* **Prompt**
The required answer is every line of the data containing the word "dance".
(Given entries Opens)
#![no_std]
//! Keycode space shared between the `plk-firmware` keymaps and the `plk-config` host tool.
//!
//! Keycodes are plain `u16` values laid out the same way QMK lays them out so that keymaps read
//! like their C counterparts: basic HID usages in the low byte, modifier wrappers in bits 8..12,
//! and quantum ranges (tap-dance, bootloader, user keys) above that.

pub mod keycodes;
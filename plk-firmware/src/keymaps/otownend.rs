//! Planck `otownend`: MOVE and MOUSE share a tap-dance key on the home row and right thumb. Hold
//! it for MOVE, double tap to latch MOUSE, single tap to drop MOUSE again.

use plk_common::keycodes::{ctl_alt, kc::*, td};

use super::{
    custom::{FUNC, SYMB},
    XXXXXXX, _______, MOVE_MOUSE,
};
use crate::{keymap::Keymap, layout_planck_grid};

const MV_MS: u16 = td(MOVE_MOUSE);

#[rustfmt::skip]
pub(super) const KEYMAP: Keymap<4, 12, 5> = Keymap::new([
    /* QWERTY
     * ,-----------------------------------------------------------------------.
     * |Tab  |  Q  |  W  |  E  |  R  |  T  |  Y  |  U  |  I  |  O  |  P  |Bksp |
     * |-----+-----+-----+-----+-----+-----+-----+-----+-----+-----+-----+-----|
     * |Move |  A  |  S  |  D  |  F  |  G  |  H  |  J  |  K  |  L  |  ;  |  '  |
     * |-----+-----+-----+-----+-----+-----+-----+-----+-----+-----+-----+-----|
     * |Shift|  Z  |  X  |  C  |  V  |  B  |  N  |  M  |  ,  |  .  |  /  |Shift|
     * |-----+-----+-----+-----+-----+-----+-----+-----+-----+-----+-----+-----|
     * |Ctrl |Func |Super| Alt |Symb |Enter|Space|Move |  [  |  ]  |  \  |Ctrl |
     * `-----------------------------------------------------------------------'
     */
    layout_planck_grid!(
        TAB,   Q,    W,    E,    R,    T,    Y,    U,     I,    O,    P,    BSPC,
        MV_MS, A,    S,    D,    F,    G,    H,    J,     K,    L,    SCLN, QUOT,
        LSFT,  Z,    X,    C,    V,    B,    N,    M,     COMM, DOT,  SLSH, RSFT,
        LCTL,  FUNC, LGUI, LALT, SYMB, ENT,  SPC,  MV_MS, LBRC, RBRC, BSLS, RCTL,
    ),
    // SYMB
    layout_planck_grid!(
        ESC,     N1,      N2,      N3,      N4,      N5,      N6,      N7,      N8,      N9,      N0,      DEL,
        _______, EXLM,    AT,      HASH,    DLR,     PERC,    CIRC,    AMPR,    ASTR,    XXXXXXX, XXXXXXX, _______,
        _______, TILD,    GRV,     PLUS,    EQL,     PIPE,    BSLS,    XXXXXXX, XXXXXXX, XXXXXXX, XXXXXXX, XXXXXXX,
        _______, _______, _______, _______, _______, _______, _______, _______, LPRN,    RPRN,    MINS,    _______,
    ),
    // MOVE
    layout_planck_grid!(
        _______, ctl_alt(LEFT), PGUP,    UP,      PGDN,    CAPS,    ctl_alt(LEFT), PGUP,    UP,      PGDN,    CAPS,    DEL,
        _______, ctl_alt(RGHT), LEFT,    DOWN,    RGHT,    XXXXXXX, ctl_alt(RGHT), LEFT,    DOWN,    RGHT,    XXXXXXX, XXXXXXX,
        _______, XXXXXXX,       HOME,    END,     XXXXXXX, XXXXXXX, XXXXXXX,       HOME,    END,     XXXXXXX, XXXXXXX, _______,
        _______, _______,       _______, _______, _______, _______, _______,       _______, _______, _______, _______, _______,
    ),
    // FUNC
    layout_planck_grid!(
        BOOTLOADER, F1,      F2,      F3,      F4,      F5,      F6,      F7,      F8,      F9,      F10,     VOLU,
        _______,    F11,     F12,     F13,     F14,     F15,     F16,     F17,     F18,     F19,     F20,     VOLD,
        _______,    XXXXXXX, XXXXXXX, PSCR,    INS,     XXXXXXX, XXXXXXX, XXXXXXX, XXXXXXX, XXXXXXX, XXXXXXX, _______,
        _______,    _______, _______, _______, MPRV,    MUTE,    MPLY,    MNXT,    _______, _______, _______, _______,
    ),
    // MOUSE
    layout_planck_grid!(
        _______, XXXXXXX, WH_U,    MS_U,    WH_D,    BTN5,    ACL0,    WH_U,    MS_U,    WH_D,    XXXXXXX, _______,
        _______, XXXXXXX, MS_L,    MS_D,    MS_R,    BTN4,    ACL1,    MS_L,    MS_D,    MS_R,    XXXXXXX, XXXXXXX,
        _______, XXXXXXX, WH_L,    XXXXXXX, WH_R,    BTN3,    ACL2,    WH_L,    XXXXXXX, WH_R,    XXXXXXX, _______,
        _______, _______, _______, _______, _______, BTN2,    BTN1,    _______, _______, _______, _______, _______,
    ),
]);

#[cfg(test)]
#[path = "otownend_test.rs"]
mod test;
(Given entries Closes)
* **Answer to the problem**
//! and quantum ranges (tap-dance, bootloader, user keys) above that.
//! Planck `otownend`: MOVE and MOUSE share a tap-dance key on the home row and right thumb. Hold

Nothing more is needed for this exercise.